How cultural cringe spelled the end of Marvellous Melbourne buildings, and how locals eventually fought back

David Schout

Documentary The Lost City of Melbourne tells a fascinating tale of a 1950s and ‘60s demolition spree in the name of progress, and how the city finally found its heritage voice. Director Gus Berger spoke with CBD News about his passion project.

In the first half of the 1950s, Melbourne was an anticipation-filled, even nervous city.

By 1956, it would be on show to the world with the Olympic Games in town, and like a proud mother hosting Christmas lunch, everything had to be perfect.

But in the lead-up to the games, there was a sense of unease about how the city might be viewed internationally, with the world’s cameras fixed on our backyard.

“From the early 20th century onwards, there was a bit of a feeling of embarrassment about Melbourne, on the part of Melburnians,” historian Robyn Annear explains in The Lost City of Melbourne documentary, which debuted at Melbourne International Film Festival in recent months.

“The feeling that Melbourne really was marvellous, which was part of 19th century Melbourne culture, had completely wilted by the 1950s.”

While it might seem absurd now, Victorian architecture at the time was, in fact, “really on the nose” according to Annear, and a cultural cringe began to permeate Melbourne.

The city’s grand hotels like the Menzies and Federal — sans ensuites, creaking floorboards and all — were an “extreme embarrassment”.

“Progress was the rallying cry, it was a sign that we hadn’t progressed enough,” she said.

“Once the Olympics were over and Melbourne had kind of cringed, TV came on stream. Things like movies and magazine culture was really giving Australians an idea of what the rest of the world was looking like.

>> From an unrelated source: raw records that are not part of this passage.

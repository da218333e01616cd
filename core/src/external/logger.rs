//! A thin logging facade over the `log` crate, so subsystems depend on a
//! trait object rather than a concrete backend.

use crate::config::LogLevel;

/// A named logging sink. The default implementation (`StdLogger`) is a
/// direct pass-through to `log::{debug,info,warn,error}!`; `NullLogger`
/// discards everything and is used by tests that don't want `log`'s global
/// logger involved.
pub trait Logger: Send + Sync {
    fn debug(&self, message: &str);
    fn info(&self, message: &str);
    fn warning(&self, message: &str);
    fn error(&self, message: &str);
    /// Logs at error severity and marks the record as fatal in its target,
    /// since `log::Level` has no variant above `Error`.
    fn fatal(&self, message: &str);

    fn set_level(&mut self, level: LogLevel);

    /// Returns a child logger whose target is this logger's target with
    /// `name` appended, for per-subsystem log namespacing.
    fn add_child(&self, name: &str) -> Box<dyn Logger>;

    fn is_enabled_for(&self, level: LogLevel) -> bool;

    /// Flushes any buffered records to their destination. The kernel's main
    /// loop calls this once per iteration ("tick log drain" in spec terms)
    /// so records emitted during a frame become visible promptly rather
    /// than waiting for the global logger's own buffering policy.
    fn flush(&self);
}

/// Default [`Logger`] implementation: routes through the `log` crate with a
/// `target` string built from the child-name chain.
pub struct StdLogger {
    target: String,
    level: LogLevel,
}

impl StdLogger {
    pub fn new(target: impl Into<String>) -> Self {
        Self { target: target.into(), level: LogLevel::Info }
    }
}

impl Default for StdLogger {
    fn default() -> Self {
        Self::new("stratum")
    }
}

impl Logger for StdLogger {
    fn debug(&self, message: &str) {
        if self.is_enabled_for(LogLevel::Debug) {
            log::debug!(target: &self.target, "{message}");
        }
    }

    fn info(&self, message: &str) {
        if self.is_enabled_for(LogLevel::Info) {
            log::info!(target: &self.target, "{message}");
        }
    }

    fn warning(&self, message: &str) {
        if self.is_enabled_for(LogLevel::Warning) {
            log::warn!(target: &self.target, "{message}");
        }
    }

    fn error(&self, message: &str) {
        if self.is_enabled_for(LogLevel::Error) {
            log::error!(target: &self.target, "{message}");
        }
    }

    fn fatal(&self, message: &str) {
        if self.is_enabled_for(LogLevel::Fatal) {
            log::error!(target: &self.target, "fatal: {message}");
        }
    }

    /// Stores this logger's own threshold (consulted by `is_enabled_for`
    /// and every emit method above) and also raises or lowers the `log`
    /// crate's global max level, so the installed backend (`env_logger`)
    /// never re-suppresses a record this logger just decided to let
    /// through.
    fn set_level(&mut self, level: LogLevel) {
        self.level = level;
        log::set_max_level(level.to_level_filter());
    }

    fn add_child(&self, name: &str) -> Box<dyn Logger> {
        Box::new(StdLogger { target: format!("{}::{name}", self.target), level: self.level })
    }

    fn is_enabled_for(&self, level: LogLevel) -> bool {
        level >= self.level
    }

    fn flush(&self) {
        log::logger().flush();
    }
}

/// A [`Logger`] that discards every record, for tests that don't want to
/// exercise the global `log` backend.
#[derive(Default, Clone, Copy)]
pub struct NullLogger;

impl Logger for NullLogger {
    fn debug(&self, _message: &str) {}
    fn info(&self, _message: &str) {}
    fn warning(&self, _message: &str) {}
    fn error(&self, _message: &str) {}
    fn fatal(&self, _message: &str) {}
    fn set_level(&mut self, _level: LogLevel) {}

    fn add_child(&self, _name: &str) -> Box<dyn Logger> {
        Box::new(NullLogger)
    }

    fn is_enabled_for(&self, _level: LogLevel) -> bool {
        false
    }

    fn flush(&self) {}
}

#[cfg(test)]
mod tests {
    use super::*;

    #[test]
    fn std_logger_child_target_is_namespaced() {
        let root = StdLogger::new("stratum");
        let child = root.add_child("ecs");
        assert!(child.is_enabled_for(LogLevel::Info));
    }

    #[test]
    fn null_logger_is_never_enabled() {
        let logger = NullLogger;
        assert!(!logger.is_enabled_for(LogLevel::Fatal));
    }
}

We felt like country cousins by comparison.”

What followed was a period of rapid change, in the desire to progress and modernise.

Concrete, steel and glass were in, while things like cast-iron verandahs over footpaths were banned.

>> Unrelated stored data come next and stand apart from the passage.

//! Grounded on the teacher's `benches/iter_entity_add.rs`: a position +=
//! velocity system run once per iteration over a pre-populated archetype.
//! The teacher compares chunked vs. non-chunked iteration; this crate's
//! [`View`](stratum_core::ecs::View) always walks chunk-backed columns, so
//! there is one code path rather than two, benchmarked at the same entity
//! counts.

use std::time::Duration;

use criterion::{criterion_group, criterion_main, BenchmarkId, Criterion, Throughput};
use stratum_core::config::Config;
use stratum_core::ecs::{Archetype, Component, ComponentQuery, EntityAdmin, Fingerprint, System};
use stratum_core::Scheduler;

struct Position {
    x: f64,
}
struct Velocity {
    dx: f64,
}
impl Component for Position {}
impl Component for Velocity {}

struct AddVelocity {
    group: Vec<usize>,
}

impl System<1> for AddVelocity {
    fn query(&self) -> ComponentQuery<1> {
        let mut include = Fingerprint::empty();
        include.set_bit(0);
        include.set_bit(1);
        ComponentQuery::new(include, Fingerprint::empty())
    }

    fn reference_group(&self) -> &[usize] {
        &self.group
    }

    fn accept(&mut self, archetype_index: usize) {
        self.group.push(archetype_index);
    }

    fn on_update(&mut self, archetypes: &mut [Archetype<1>]) {
        stratum_core::ecs::for_each_in_group(archetypes, &self.group, |archetype| {
            let mut view = archetype.view();
            while view.find_next_entity() {
                let dx = view.fetch::<Velocity>(1).dx;
                view.fetch_mut::<Position>(0).x += dx;
            }
        });
    }
}

fn iter_entity_add(c: &mut Criterion) {
    let mut group = c.benchmark_group("iter entity (p += v)");
    group.measurement_time(Duration::from_secs(10));

    for log_entities in [12, 16] {
        let num_entities: u64 = 1 << log_entities;
        group.throughput(Throughput::Elements(num_entities));
        group.bench_with_input(
            BenchmarkId::new("position += velocity", format!("{num_entities} entities")),
            &num_entities,
            |b, &num_entities| {
                let mut admin = EntityAdmin::<1>::new();
                admin.register_system(AddVelocity { group: Vec::new() });
                for i in 0..num_entities {
                    admin
                        .create_entity((Position { x: i as f64 }, Velocity { dx: 1.0 }))
                        .unwrap();
                }
                admin.build_update_plan();
                let config = Config::default();
                let scheduler = Scheduler::new(4, &config);

                b.iter(|| {
                    admin.update_simulation(&scheduler);
                });
            },
        );
    }
}

criterion_group!(benches, iter_entity_add);
criterion_main!(benches);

A few years following the Olympics, building height limits were removed, and a demolition spree of iconic buildings began.

One of these, the Colonial Mutual building on Collins St, was demolished by “Whelan the Wreckers”.

When constructed, the building was “meant to last as long as the pyramids”, and the now famous company’s ability to successfully complete demolition in a heavily built-up area stamped their reputation in the city.

Whelan then became “part of the fabric of Melbourne, and seen as a sign of prosperity”, and their acrobatic and performative demolitions even became a “free show” for Melbournians.

It was this period of demolition and rapid change in Melbourne that prompted Thornbury Picture House owner Gus Berger to take a deep dive into what was a fascinating and sad time in the city’s history.


“I’ve lived in Melbourne all my life and [when looking at photography archives] was like ‘that building clearly doesn’t exist anymore — what happened to that? What happened to the APA building? Why isn’t the Federal Hotel still there?’. The story was always based on curiosity of what happened to these buildings,” he told CBD News.


“I remember thinking ‘why would buildings come down when we’re just about to have this big audience coming into Melbourne? And then there was this understanding of ‘oh right, Melbourne wasn’t modern enough’.”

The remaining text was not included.